Dieses Bild trifft allerdings im Wesentlichen nur auf den Kreis der entwickelten Industrieländer zu. Schaut man allerdings über die Grenzen der Industrieländer hinaus, ergibt sich in der heutigen Zeit bei weitem kein so einheitliches Bild mehr. Die Unterschiede sind zum Teil erheblich:
In Saudi Arabien ist es einer Frau bis heute nicht erlaubt, eine Fahrerlaubnis zu erwerben und damit ein Auto zu fahren (Im Jahr 2007 schaffte es die erste Frau, sie ließ sich vorher allerdings einer Geschlechtsumwandlung unterziehen).
Beim Stichwort Indien denkt man eher an Witwenverbrennung und daran, dass weiblicher Nachwuchs deutlich häufiger abgetrieben wird.

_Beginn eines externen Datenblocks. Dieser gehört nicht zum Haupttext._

//! Collection manager: collection lifecycle and the embedding-model binding
//! carried in the metadata point.

use tracing::warn;
use uuid::Uuid;

use crate::error::{AppError, AppResult};
use crate::fingerprint::metadata_point_id;
use crate::vector_store::{Distance, MetadataPayload, Point, PointPayload, VectorStoreAdapter};

/// Creates a collection, then immediately upserts the metadata point. Both
/// steps must succeed; if the metadata upsert fails, the collection is
/// deleted to avoid leaving it in an ambiguous, half-bound state.
pub async fn create_collection<V: VectorStoreAdapter>(
    adapter: &V,
    name: &str,
    dim: usize,
    embedding_model: &str,
    distance: Distance,
) -> AppResult<()> {
    adapter.create_collection(name, dim, distance).await?;

    let metadata_point = Point {
        id: metadata_point_id(),
        vector: vec![0.0; dim],
        payload: PointPayload::Metadata(MetadataPayload {
            is_collection_metadata: true,
            embedding_model: embedding_model.to_string(),
            vector_size: dim,
            distance,
        }),
    };

    if let Err(err) = adapter.upsert(name, vec![metadata_point]).await {
        warn!("failed to upsert metadata point for '{name}', rolling back collection: {err}");
        let _ = adapter.delete_collection(name).await;
        return Err(err);
    }

    Ok(())
}

/// A collection's bound embedding model, if any. `Unbound` is legal: the
/// caller must then supply a model explicitly, and the core issues a
/// warning.
pub enum ModelBinding {
    Bound { model: String, vector_size: usize, distance: Distance },
    Unbound,
}

pub async fn get_embedding_model<V: VectorStoreAdapter>(
    adapter: &V,
    collection: &str,
) -> AppResult<ModelBinding> {
    let points = adapter.retrieve(collection, vec![metadata_point_id()]).await?;
    match points.into_iter().next() {
        Some(Point {
            payload: PointPayload::Metadata(meta),
            ..
        }) => Ok(ModelBinding::Bound {
            model: meta.embedding_model,
            vector_size: meta.vector_size,
            distance: meta.distance,
        }),
        _ => Ok(ModelBinding::Unbound),
    }
}

/// Reconciles a sync's requested model against the collection's bound model.
/// The bound model always wins: a mismatch is a warning, never an error, so
/// a single stray sync can't silently fork a collection's dimensionality.
pub fn reconcile_model(requested: &str, binding: &ModelBinding) -> String {
    match binding {
        ModelBinding::Bound { model, .. } if model != requested => {
            warn!(
                "requested model '{requested}' disagrees with bound model '{model}'; \
                 coercing to the bound model"
            );
            model.clone()
        }
        ModelBinding::Bound { model, .. } => model.clone(),
        ModelBinding::Unbound => {
            warn!("collection has no bound embedding model; proceeding with requested model '{requested}' unbound");
            requested.to_string()
        }
    }
}

/// Resolves the model a sync against `collection` must actually embed with,
/// so the embedder itself can be constructed against it before any
/// `embed_batch` call is made. Fails if the collection doesn't exist; the
/// bound model always wins over whatever was requested.
pub async fn resolve_effective_model<V: VectorStoreAdapter>(
    adapter: &V,
    collection: &str,
    requested_model: &str,
) -> AppResult<String> {
    if !adapter.exists(collection).await? {
        return Err(AppError::CollectionNotFound(collection.to_string()));
    }
    let binding = get_embedding_model(adapter, collection).await?;
    Ok(reconcile_model(requested_model, &binding))
}

/// Never true for a genuine caller-visible id: guards against accidentally
/// treating the reserved metadata id as a normal chunk id anywhere outside
/// `vector_store`.
pub fn is_reserved_id(id: &Uuid) -> bool {
    *id == metadata_point_id()
}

Der weltweit höchste Frauenanteil in einem Parlament ist nicht in einem führenden Industrieland anzutreffen, sondern in Ruanda. 44 der 80 Sitze im Parlament, also 55%, fielen im Jahr 2008 auf Frauen. Zum Vergleich – in Deutschland liegt der Frauenanteil im Bundestag bei etwa 32%.
Auch in heutiger Zeit ist sogar noch an verschiedenen Orten der Welt das Matriarchat anzutreffen. So z.B. bei den Mosu, einer nationalen Minderheit im Südwesten Chinas. Dies muss für den Mann nun bei weitem keine Gruselvorstellung sein: Bei den Mosu lebt der Mann in der Familie seiner Mutter. Frauen gründen einen eigenen Hausstand. Ist ihnen dann einmal nach körperlicher Nähe zum anderen Geschlecht, laden sie sich über Nacht einen Mann ein, der am Morgen aber wieder verschwunden sein muss.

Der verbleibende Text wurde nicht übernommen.